- Assignment
Repeat the records below exactly.
*** Given records ***
//! Density-based spatial coherence over one sweep.
//!
//! DBSCAN in (angle, distance) space with separate neighbourhood limits
//! per axis: angular separation is circular and bounded by a fixed window,
//! distance separation by an eps derived from the sweep's own spread.

use std::collections::VecDeque;

use serde::{Deserialize, Serialize};

use lidar_core::SensorProfile;

#[derive(Debug, Clone, Serialize, Deserialize)]
#[serde(default)]
pub struct ClusterTuning {
    /// Half-width of the angular neighbourhood in degrees
    pub angle_window_deg: f64,
    /// Larger sweeps fail soft to all-noise
    pub max_sweep_samples: usize,
}

impl Default for ClusterTuning {
    fn default() -> Self {
        Self {
            angle_window_deg: 3.0,
            max_sweep_samples: 20_000,
        }
    }
}

#[derive(Debug, Clone, Copy, PartialEq, Eq, Hash, Serialize, Deserialize)]
pub enum ClusterLabel {
    Cluster(usize),
    Noise,
}

#[derive(Debug, Clone, Copy, PartialEq, Serialize, Deserialize)]
pub struct ClusterAssignment {
    pub label: ClusterLabel,
    /// Neighbour count, excluding the sample itself
    pub local_density: usize,
}

impl ClusterAssignment {
    pub fn is_member(&self) -> bool {
        matches!(self.label, ClusterLabel::Cluster(_))
    }
}

#[derive(Debug, Clone, Default)]
pub struct ClusteringResult {
    pub assignments: Vec<ClusterAssignment>,
    pub cluster_count: usize,
    /// Distance eps used for this sweep
    pub eps: f64,
    pub degraded: bool,
}

impl ClusteringResult {
    /// Fraction of samples belonging to a cluster
    pub fn coherence(&self) -> f64 {
        if self.assignments.is_empty() {
            return 0.0;
        }
        let members = self.assignments.iter().filter(|a| a.is_member()).count();
        members as f64 / self.assignments.len() as f64
    }
}

pub struct SpatialClusterer {
    min_samples: usize,
    eps_factor: f64,
    tuning: ClusterTuning,
    profile: SensorProfile,
}

impl SpatialClusterer {
    pub fn new(
        min_samples: usize,
        eps_factor: f64,
        tuning: ClusterTuning,
        profile: SensorProfile,
    ) -> Self {
        Self {
            min_samples: min_samples.max(1),
            eps_factor,
            tuning,
            profile,
        }
    }

    /// Neighbour count of a sample inside an evenly sampled, coherent surface
    pub fn expected_neighbors(&self, bin_width_deg: f64) -> usize {
        (2.0 * (self.tuning.angle_window_deg / bin_width_deg).floor()).max(1.0) as usize
    }

    /// Cluster `(angle, distance)` points of one sweep
    pub fn cluster(&self, points: &[(f64, f64)]) -> ClusteringResult {
        let n = points.len();
        if n == 0 {
            return ClusteringResult::default();
        }
        if n > self.tuning.max_sweep_samples {
            tracing::warn!(
                samples = n,
                limit = self.tuning.max_sweep_samples,
                "sweep too large for clustering, labelling all samples as noise"
            );
            return ClusteringResult {
                assignments: vec![
                    ClusterAssignment {
                        label: ClusterLabel::Noise,
                        local_density: 0,
                    };
                    n
                ],
                cluster_count: 0,
                eps: 0.0,
                degraded: true,
            };
        }

        let eps = self.distance_eps(points);
        let neighbors = self.neighborhoods(points, eps);

        let mut labels: Vec<Option<ClusterLabel>> = vec![None; n];
        let mut cluster_count = 0;
        let mut frontier = VecDeque::new();

        for i in 0..n {
            if labels[i].is_some() {
                continue;
            }
            if neighbors[i].len() + 1 < self.min_samples {
                labels[i] = Some(ClusterLabel::Noise);
                continue;
            }

            let id = cluster_count;
            cluster_count += 1;
            labels[i] = Some(ClusterLabel::Cluster(id));
            frontier.extend(neighbors[i].iter().copied());

            while let Some(j) = frontier.pop_front() {
                match labels[j] {
                    // border point reached from a core
                    Some(ClusterLabel::Noise) => labels[j] = Some(ClusterLabel::Cluster(id)),
                    Some(ClusterLabel::Cluster(_)) => {}
                    None => {
                        labels[j] = Some(ClusterLabel::Cluster(id));
                        if neighbors[j].len() + 1 >= self.min_samples {
                            frontier.extend(neighbors[j].iter().copied());
                        }
                    }
                }
            }
        }

        let assignments = labels
            .into_iter()
            .zip(&neighbors)
            .map(|(label, nb)| ClusterAssignment {
                label: label.unwrap_or(ClusterLabel::Noise),
                local_density: nb.len(),
            })
            .collect();

        ClusteringResult {
            assignments,
            cluster_count,
            eps,
            degraded: false,
        }
    }

    /// `max(eps_factor * std, 2 * sigma(mean))`; the floor keeps a flat
    /// surface from splitting on sensor noise alone
    fn distance_eps(&self, points: &[(f64, f64)]) -> f64 {
        let n = points.len() as f64;
        let mean = points.iter().map(|p| p.1).sum::<f64>() / n;
        let std = (points.iter().map(|p| (p.1 - mean).powi(2)).sum::<f64>() / n).sqrt();
        (self.eps_factor * std).max(2.0 * self.profile.accuracy_at(mean))
    }

    fn neighborhoods(&self, points: &[(f64, f64)], eps: f64) -> Vec<Vec<usize>> {
        let window = self.tuning.angle_window_deg.max(f64::EPSILON);
        let bucket_count = ((360.0 / window).floor() as usize).max(1);
        let bucket_width = 360.0 / bucket_count as f64;
        let bucket_of = |angle: f64| ((angle.rem_euclid(360.0) / bucket_width) as usize).min(bucket_count - 1);

        let mut buckets: Vec<Vec<usize>> = vec![Vec::new(); bucket_count];
        for (i, (angle, _)) in points.iter().enumerate() {
            buckets[bucket_of(*angle)].push(i);
        }

        // bucket_width >= window, so neighbours live in adjacent buckets
        let mut candidates: Vec<usize> = Vec::with_capacity(3);
        points
            .iter()
            .enumerate()
            .map(|(i, &(angle, distance))| {
                let b = bucket_of(angle);
                candidates.clear();
                for offset in [bucket_count - 1, 0, 1] {
                    let c = (b + offset) % bucket_count;
                    if !candidates.contains(&c) {
                        candidates.push(c);
                    }
                }

                let mut found: Vec<usize> = candidates
                    .iter()
                    .flat_map(|c| buckets[*c].iter().copied())
                    .filter(|&j| {
                        j != i
                            && angular_separation(angle, points[j].0) <= window + 1e-9
                            && (distance - points[j].1).abs() <= eps
                    })
                    .collect();
                found.sort_unstable();
                found
            })
            .collect()
    }
}

/// Smallest separation between two bearings in degrees
pub fn angular_separation(a: f64, b: f64) -> f64 {
    let d = (a - b).abs().rem_euclid(360.0);
    d.min(360.0 - d)
}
*** End of Given records ***
- Exercise answer
//! Density-based spatial coherence over one sweep.
//!
//! DBSCAN in (angle, distance) space with separate neighbourhood limits
//! per axis: angular separation is circular and bounded by a fixed window,
//! distance separation by an eps derived from the sweep's own spread.

use std::collections::VecDeque;

use serde::{Deserialize, Serialize};

use lidar_core::SensorProfile;

#[derive(Debug, Clone, Serialize, Deserialize)]
#[serde(default)]
pub struct ClusterTuning {
    /// Half-width of the angular neighbourhood in degrees
    pub angle_window_deg: f64,
    /// Larger sweeps fail soft to all-noise
    pub max_sweep_samples: usize,
}

impl Default for ClusterTuning {
    fn default() -> Self {
        Self {
            angle_window_deg: 3.0,
            max_sweep_samples: 20_000,
        }
    }
}

#[derive(Debug, Clone, Copy, PartialEq, Eq, Hash, Serialize, Deserialize)]
pub enum ClusterLabel {
    Cluster(usize),
    Noise,
}

#[derive(Debug, Clone, Copy, PartialEq, Serialize, Deserialize)]
pub struct ClusterAssignment {
    pub label: ClusterLabel,
    /// Neighbour count, excluding the sample itself
    pub local_density: usize,
}

impl ClusterAssignment {
    pub fn is_member(&self) -> bool {
        matches!(self.label, ClusterLabel::Cluster(_))
    }
}

#[derive(Debug, Clone, Default)]
pub struct ClusteringResult {
    pub assignments: Vec<ClusterAssignment>,
    pub cluster_count: usize,
    /// Distance eps used for this sweep
    pub eps: f64,
    pub degraded: bool,
}

impl ClusteringResult {
    /// Fraction of samples belonging to a cluster
    pub fn coherence(&self) -> f64 {
        if self.assignments.is_empty() {
            return 0.0;
        }
        let members = self.assignments.iter().filter(|a| a.is_member()).count();
        members as f64 / self.assignments.len() as f64
    }
}

pub struct SpatialClusterer {
    min_samples: usize,
    eps_factor: f64,
    tuning: ClusterTuning,
    profile: SensorProfile,
}

impl SpatialClusterer {
    pub fn new(
        min_samples: usize,
        eps_factor: f64,
        tuning: ClusterTuning,
        profile: SensorProfile,
    ) -> Self {
        Self {
            min_samples: min_samples.max(1),
            eps_factor,
            tuning,
            profile,
        }
    }

    /// Neighbour count of a sample inside an evenly sampled, coherent surface
    pub fn expected_neighbors(&self, bin_width_deg: f64) -> usize {
        (2.0 * (self.tuning.angle_window_deg / bin_width_deg).floor()).max(1.0) as usize
    }

    /// Cluster `(angle, distance)` points of one sweep
    pub fn cluster(&self, points: &[(f64, f64)]) -> ClusteringResult {
        let n = points.len();
        if n == 0 {
            return ClusteringResult::default();
        }
        if n > self.tuning.max_sweep_samples {
            tracing::warn!(
                samples = n,
                limit = self.tuning.max_sweep_samples,
                "sweep too large for clustering, labelling all samples as noise"
            );
            return ClusteringResult {
                assignments: vec![
                    ClusterAssignment {
                        label: ClusterLabel::Noise,
                        local_density: 0,
                    };
                    n
                ],
                cluster_count: 0,
                eps: 0.0,
                degraded: true,
            };
        }

        let eps = self.distance_eps(points);
        let neighbors = self.neighborhoods(points, eps);

        let mut labels: Vec<Option<ClusterLabel>> = vec![None; n];
        let mut cluster_count = 0;
        let mut frontier = VecDeque::new();

        for i in 0..n {
            if labels[i].is_some() {
                continue;
            }
            if neighbors[i].len() + 1 < self.min_samples {
                labels[i] = Some(ClusterLabel::Noise);
                continue;
            }

            let id = cluster_count;
            cluster_count += 1;
            labels[i] = Some(ClusterLabel::Cluster(id));
            frontier.extend(neighbors[i].iter().copied());

            while let Some(j) = frontier.pop_front() {
                match labels[j] {
                    // border point reached from a core
                    Some(ClusterLabel::Noise) => labels[j] = Some(ClusterLabel::Cluster(id)),
                    Some(ClusterLabel::Cluster(_)) => {}
                    None => {
                        labels[j] = Some(ClusterLabel::Cluster(id));
                        if neighbors[j].len() + 1 >= self.min_samples {
                            frontier.extend(neighbors[j].iter().copied());
                        }
                    }
                }
            }
        }

        let assignments = labels
            .into_iter()
            .zip(&neighbors)
            .map(|(label, nb)| ClusterAssignment {
                label: label.unwrap_or(ClusterLabel::Noise),
                local_density: nb.len(),
            })
            .collect();

        ClusteringResult {
            assignments,
            cluster_count,
            eps,
            degraded: false,
        }
    }

    /// `max(eps_factor * std, 2 * sigma(mean))`; the floor keeps a flat
    /// surface from splitting on sensor noise alone
    fn distance_eps(&self, points: &[(f64, f64)]) -> f64 {
        let n = points.len() as f64;
        let mean = points.iter().map(|p| p.1).sum::<f64>() / n;
        let std = (points.iter().map(|p| (p.1 - mean).powi(2)).sum::<f64>() / n).sqrt();
        (self.eps_factor * std).max(2.0 * self.profile.accuracy_at(mean))
    }

    fn neighborhoods(&self, points: &[(f64, f64)], eps: f64) -> Vec<Vec<usize>> {
        let window = self.tuning.angle_window_deg.max(f64::EPSILON);
        let bucket_count = ((360.0 / window).floor() as usize).max(1);
        let bucket_width = 360.0 / bucket_count as f64;
        let bucket_of = |angle: f64| ((angle.rem_euclid(360.0) / bucket_width) as usize).min(bucket_count - 1);

        let mut buckets: Vec<Vec<usize>> = vec![Vec::new(); bucket_count];
        for (i, (angle, _)) in points.iter().enumerate() {
            buckets[bucket_of(*angle)].push(i);
        }

        // bucket_width >= window, so neighbours live in adjacent buckets
        let mut candidates: Vec<usize> = Vec::with_capacity(3);
        points
            .iter()
            .enumerate()
            .map(|(i, &(angle, distance))| {
                let b = bucket_of(angle);
                candidates.clear();
                for offset in [bucket_count - 1, 0, 1] {
                    let c = (b + offset) % bucket_count;
                    if !candidates.contains(&c) {
                        candidates.push(c);
                    }
                }

                let mut found: Vec<usize> = candidates
                    .iter()
                    .flat_map(|c| buckets[*c].iter().copied())
                    .filter(|&j| {
                        j != i
                            && angular_separation(angle, points[j].0) <= window + 1e-9
                            && (distance - points[j].1).abs() <= eps
                    })
                    .collect();
                found.sort_unstable();
                found
            })
            .collect()
    }
}

/// Smallest separation between two bearings in degrees
pub fn angular_separation(a: f64, b: f64) -> f64 {
    let d = (a - b).abs().rem_euclid(360.0);
    d.min(360.0 - d)
}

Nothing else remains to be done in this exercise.